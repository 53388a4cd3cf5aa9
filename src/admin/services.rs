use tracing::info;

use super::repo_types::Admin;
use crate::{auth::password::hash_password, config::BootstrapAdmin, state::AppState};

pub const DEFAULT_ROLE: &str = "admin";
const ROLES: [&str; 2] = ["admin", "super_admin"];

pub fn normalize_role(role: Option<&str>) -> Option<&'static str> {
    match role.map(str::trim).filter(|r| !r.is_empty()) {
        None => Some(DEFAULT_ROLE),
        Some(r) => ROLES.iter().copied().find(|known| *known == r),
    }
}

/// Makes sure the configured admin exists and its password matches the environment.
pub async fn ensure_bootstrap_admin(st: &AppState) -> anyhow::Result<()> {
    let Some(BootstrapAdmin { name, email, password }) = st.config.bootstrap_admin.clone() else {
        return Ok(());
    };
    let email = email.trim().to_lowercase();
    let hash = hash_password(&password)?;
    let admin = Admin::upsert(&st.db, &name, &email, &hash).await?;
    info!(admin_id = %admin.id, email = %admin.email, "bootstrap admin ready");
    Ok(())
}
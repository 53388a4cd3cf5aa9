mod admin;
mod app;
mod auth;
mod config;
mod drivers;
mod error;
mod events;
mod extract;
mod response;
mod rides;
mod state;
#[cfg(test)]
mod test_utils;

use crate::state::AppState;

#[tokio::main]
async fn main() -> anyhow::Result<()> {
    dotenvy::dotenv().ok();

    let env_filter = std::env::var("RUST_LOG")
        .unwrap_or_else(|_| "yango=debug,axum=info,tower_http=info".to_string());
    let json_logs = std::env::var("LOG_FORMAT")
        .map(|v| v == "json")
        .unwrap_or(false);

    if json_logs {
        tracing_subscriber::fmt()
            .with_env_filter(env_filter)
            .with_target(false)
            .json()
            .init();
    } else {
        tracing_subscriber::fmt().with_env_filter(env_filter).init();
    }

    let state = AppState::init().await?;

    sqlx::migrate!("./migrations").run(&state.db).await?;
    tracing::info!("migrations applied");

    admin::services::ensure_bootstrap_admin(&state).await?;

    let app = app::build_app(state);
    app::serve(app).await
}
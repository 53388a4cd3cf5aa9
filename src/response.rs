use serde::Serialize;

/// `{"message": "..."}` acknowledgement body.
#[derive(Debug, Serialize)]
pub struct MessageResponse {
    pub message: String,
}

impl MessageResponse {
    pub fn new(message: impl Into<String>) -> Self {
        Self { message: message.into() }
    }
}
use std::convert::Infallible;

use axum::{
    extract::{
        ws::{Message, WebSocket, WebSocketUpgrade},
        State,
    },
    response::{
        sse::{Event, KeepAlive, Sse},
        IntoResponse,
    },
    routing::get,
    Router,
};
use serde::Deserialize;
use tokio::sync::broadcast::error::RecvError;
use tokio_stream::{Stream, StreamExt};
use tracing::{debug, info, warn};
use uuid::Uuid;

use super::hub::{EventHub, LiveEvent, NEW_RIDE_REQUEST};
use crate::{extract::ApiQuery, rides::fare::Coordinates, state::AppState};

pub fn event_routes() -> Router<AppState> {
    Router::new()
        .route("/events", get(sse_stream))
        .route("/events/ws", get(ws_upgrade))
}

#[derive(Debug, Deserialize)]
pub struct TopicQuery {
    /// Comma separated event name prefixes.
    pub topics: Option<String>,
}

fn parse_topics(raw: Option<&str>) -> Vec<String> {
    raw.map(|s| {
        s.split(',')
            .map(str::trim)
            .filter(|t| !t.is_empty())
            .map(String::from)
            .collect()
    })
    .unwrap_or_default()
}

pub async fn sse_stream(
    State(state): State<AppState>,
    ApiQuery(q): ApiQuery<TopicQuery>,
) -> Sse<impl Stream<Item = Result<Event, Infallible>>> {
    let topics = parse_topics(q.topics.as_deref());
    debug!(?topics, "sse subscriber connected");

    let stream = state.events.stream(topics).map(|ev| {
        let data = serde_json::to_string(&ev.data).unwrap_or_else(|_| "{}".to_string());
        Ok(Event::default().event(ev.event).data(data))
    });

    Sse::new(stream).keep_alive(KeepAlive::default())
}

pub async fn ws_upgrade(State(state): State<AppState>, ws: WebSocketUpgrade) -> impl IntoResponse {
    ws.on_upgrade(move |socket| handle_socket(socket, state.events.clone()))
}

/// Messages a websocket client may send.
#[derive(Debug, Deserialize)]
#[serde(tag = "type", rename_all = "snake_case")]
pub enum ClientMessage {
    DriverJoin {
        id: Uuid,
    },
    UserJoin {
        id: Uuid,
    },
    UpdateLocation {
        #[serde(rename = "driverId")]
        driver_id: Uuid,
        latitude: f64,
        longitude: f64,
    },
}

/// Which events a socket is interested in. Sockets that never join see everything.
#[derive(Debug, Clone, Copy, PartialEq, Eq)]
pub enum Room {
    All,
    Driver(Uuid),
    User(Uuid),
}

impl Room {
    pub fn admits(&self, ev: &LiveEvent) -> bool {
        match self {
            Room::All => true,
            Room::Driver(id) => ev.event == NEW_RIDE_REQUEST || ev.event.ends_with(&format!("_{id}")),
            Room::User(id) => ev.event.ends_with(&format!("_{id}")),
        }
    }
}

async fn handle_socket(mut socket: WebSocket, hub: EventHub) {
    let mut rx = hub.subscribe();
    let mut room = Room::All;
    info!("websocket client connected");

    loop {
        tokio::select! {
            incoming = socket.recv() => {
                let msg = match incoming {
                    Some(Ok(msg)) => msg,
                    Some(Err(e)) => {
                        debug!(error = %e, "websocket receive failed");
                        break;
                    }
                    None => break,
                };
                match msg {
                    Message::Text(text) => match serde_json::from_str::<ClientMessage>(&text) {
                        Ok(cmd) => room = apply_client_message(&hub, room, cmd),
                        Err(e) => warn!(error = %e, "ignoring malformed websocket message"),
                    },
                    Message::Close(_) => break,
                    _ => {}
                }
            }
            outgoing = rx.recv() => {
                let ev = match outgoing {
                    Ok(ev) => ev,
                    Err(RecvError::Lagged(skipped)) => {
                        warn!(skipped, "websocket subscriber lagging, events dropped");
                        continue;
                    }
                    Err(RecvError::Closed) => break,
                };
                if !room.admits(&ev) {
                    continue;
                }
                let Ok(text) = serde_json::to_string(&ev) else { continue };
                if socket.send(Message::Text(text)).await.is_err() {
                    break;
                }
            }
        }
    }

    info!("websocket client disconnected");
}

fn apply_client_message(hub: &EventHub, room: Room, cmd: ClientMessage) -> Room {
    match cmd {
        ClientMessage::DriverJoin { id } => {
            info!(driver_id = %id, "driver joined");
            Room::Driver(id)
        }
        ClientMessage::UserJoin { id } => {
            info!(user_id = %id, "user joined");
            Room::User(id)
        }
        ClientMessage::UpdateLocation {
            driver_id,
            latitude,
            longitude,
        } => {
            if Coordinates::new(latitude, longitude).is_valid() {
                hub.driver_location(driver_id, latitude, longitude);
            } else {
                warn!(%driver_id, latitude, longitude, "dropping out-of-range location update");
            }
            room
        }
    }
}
● ● ● ●
WHAT YOU WILL DO: Could you filter the material above and copy each line that holds the word "async"?

RESULT:
pub async fn ensure_bootstrap_admin(st: &AppState) -> anyhow::Result<()> {
async fn main() -> anyhow::Result<()> {
pub async fn sse_stream(
pub async fn ws_upgrade(State(state): State<AppState>, ws: WebSocketUpgrade) -> impl IntoResponse {
async fn handle_socket(mut socket: WebSocket, hub: EventHub) {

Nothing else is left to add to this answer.